"The Universe Is Under No Obligation to Make Sense to You"
But somehow, it made sense to me.
The cosmos is within us. We are made of star-stuff. We are a way for the universe to know itself — Carl Sagan
I don’t remember exactly when it started but one day, my only fascination became stars and planets. As a kid in primary school, nothing intrigued me like the mysteries of the solar system. Out of nowhere, I began scribbling my name with "astronaut" beside it—“Janani ast.” It was my dream occupation and wherever I wrote my name, there it was, “Janani ast.” I was obsessed with becoming an astronaut and looked up to Kalpana Chawla and Sunita Williams. I told my parents about my dream, but they didn’t seem to take it seriously, almost as if they thought it was laughable for someone like me. I was naive and innocent back then, not fully aware of the reality. It’s funny to think about it now. So, I kept this passion to myself, rarely speaking about it.
I was feeling alienated.
I recall wondering why no one else seemed to care about space as much as I did? I would spend hours on google and Wikipedia, devouring information about every planets, memorizing their moons, and absorbing every fact I could find. Most of the information weren’t in my mother tongue. I wasn’t great at English either, so I had to use google translate to make things simpler for my tiny brain to get. As I grew older, It became easier to understand and my fascination only deepened.

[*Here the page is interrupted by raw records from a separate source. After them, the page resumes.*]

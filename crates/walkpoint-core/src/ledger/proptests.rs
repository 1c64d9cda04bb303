//! Property-based tests for the earning policy.
//!
//! These verify the cap, idempotence, and conservation invariants under
//! arbitrary interleavings of step reports and ad views.

use std::sync::Arc;

use chrono::{NaiveDate, TimeZone, Utc};
use proptest::prelude::*;

use super::{AdViewEvent, PointsLedger};
use crate::clock::FixedClock;
use crate::config::WalkpointConfig;
use crate::store::LedgerStore;

fn day() -> NaiveDate {
    NaiveDate::from_ymd_opt(2025, 6, 1).unwrap()
}

fn ledger() -> PointsLedger<FixedClock> {
    let store = Arc::new(LedgerStore::in_memory().expect("in-memory store"));
    let clock = FixedClock::new(Utc.with_ymd_and_hms(2025, 6, 1, 9, 0, 0).unwrap());
    PointsLedger::with_clock(store, WalkpointConfig::default(), clock)
}

/// One activity event as the outside world would deliver it.
#[derive(Debug, Clone)]
enum Event {
    StepsReport(u64),
    AdView { view_id: u8, completed: bool },
}

fn event_strategy() -> impl Strategy<Value = Event> {
    prop_oneof![
        (0u64..60_000).prop_map(Event::StepsReport),
        (any::<u8>(), any::<bool>()).prop_map(|(view_id, completed)| Event::AdView {
            view_id,
            completed
        }),
    ]
}

proptest! {
    /// Property: no event sequence pushes any counter past its cap.
    #[test]
    fn prop_caps_always_hold(events in prop::collection::vec(event_strategy(), 0..40)) {
        let ledger = ledger();

        for event in events {
            match event {
                Event::StepsReport(steps) => {
                    ledger.earn_from_steps("u1", day(), steps).unwrap();
                },
                Event::AdView { view_id, completed } => {
                    let event = AdViewEvent {
                        view_id: format!("view-{view_id}"),
                        ad_unit_id: "unit-1".to_string(),
                        watched_ms: None,
                        completed,
                    };
                    ledger.earn_from_ad("u1", day(), &event).unwrap();
                },
            }
        }

        let limits = ledger.daily_limits("u1").unwrap();
        prop_assert!(limits.steps.current <= 15);
        prop_assert!(limits.ads.current <= 15);
        prop_assert!(limits.total.current <= 25);
        prop_assert!(ledger.balance("u1").unwrap() <= 25);
    }

    /// Property: the total counter always equals steps + ads.
    #[test]
    fn prop_total_is_steps_plus_ads(events in prop::collection::vec(event_strategy(), 0..40)) {
        let ledger = ledger();

        for event in events {
            match event {
                Event::StepsReport(steps) => {
                    ledger.earn_from_steps("u1", day(), steps).unwrap();
                },
                Event::AdView { view_id, completed } => {
                    let event = AdViewEvent {
                        view_id: format!("view-{view_id}"),
                        ad_unit_id: "unit-1".to_string(),
                        watched_ms: None,
                        completed,
                    };
                    ledger.earn_from_ad("u1", day(), &event).unwrap();
                },
            }

            let limits = ledger.daily_limits("u1").unwrap();
            prop_assert_eq!(
                limits.total.current,
                limits.steps.current + limits.ads.current
            );
        }
    }

    /// Property: repeating a step report awards only on the first delivery,
    /// and a regressed report never decreases anything.
    #[test]
    fn prop_steps_idempotent_and_monotone(
        first in 0u64..60_000,
        second in 0u64..60_000,
    ) {
        let ledger = ledger();

        ledger.earn_from_steps("u1", day(), first).unwrap();
        let after_first = ledger.balance("u1").unwrap();

        // Same report again: no movement.
        let repeat = ledger.earn_from_steps("u1", day(), first).unwrap();
        prop_assert!(repeat.transaction.is_none());
        prop_assert_eq!(ledger.balance("u1").unwrap(), after_first);

        // Any second report: balance never drops.
        ledger.earn_from_steps("u1", day(), second).unwrap();
        let after_second = ledger.balance("u1").unwrap();
        prop_assert!(after_second >= after_first);

        // And the award matches the larger cumulative count, capped.
        let expected = (first.max(second) / 2000).min(15);
        prop_assert_eq!(after_second as u64, expected);
    }

    /// Property: every stored balance is the replay of the history before it.
    #[test]
    fn prop_history_replays_to_balance(events in prop::collection::vec(event_strategy(), 0..40)) {
        let ledger = ledger();

        for event in events {
            match event {
                Event::StepsReport(steps) => {
                    ledger.earn_from_steps("u1", day(), steps).unwrap();
                },
                Event::AdView { view_id, completed } => {
                    let event = AdViewEvent {
                        view_id: format!("view-{view_id}"),
                        ad_unit_id: "unit-1".to_string(),
                        watched_ms: None,
                        completed,
                    };
                    ledger.earn_from_ad("u1", day(), &event).unwrap();
                },
            }
        }

        let history = ledger.history("u1", 0, 1000).unwrap();
        let mut replayed = 0;
        for txn in history.iter().rev() {
            replayed += txn.amount;
            prop_assert_eq!(txn.balance_after, replayed);
        }
        prop_assert_eq!(replayed, ledger.balance("u1").unwrap());
    }
}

Space—it's both terrifying and awe-inspiring. The idea that we’re on a floating rock in the middle of nowhere, with no apparent reason for our existence, captivated me. The more I thought about it, the more obsessed I became. The realization that we have no concrete reason to exist baffles me each time I look up at the sky. Even now. This obsession consumed me. At one point, it was all I could think about.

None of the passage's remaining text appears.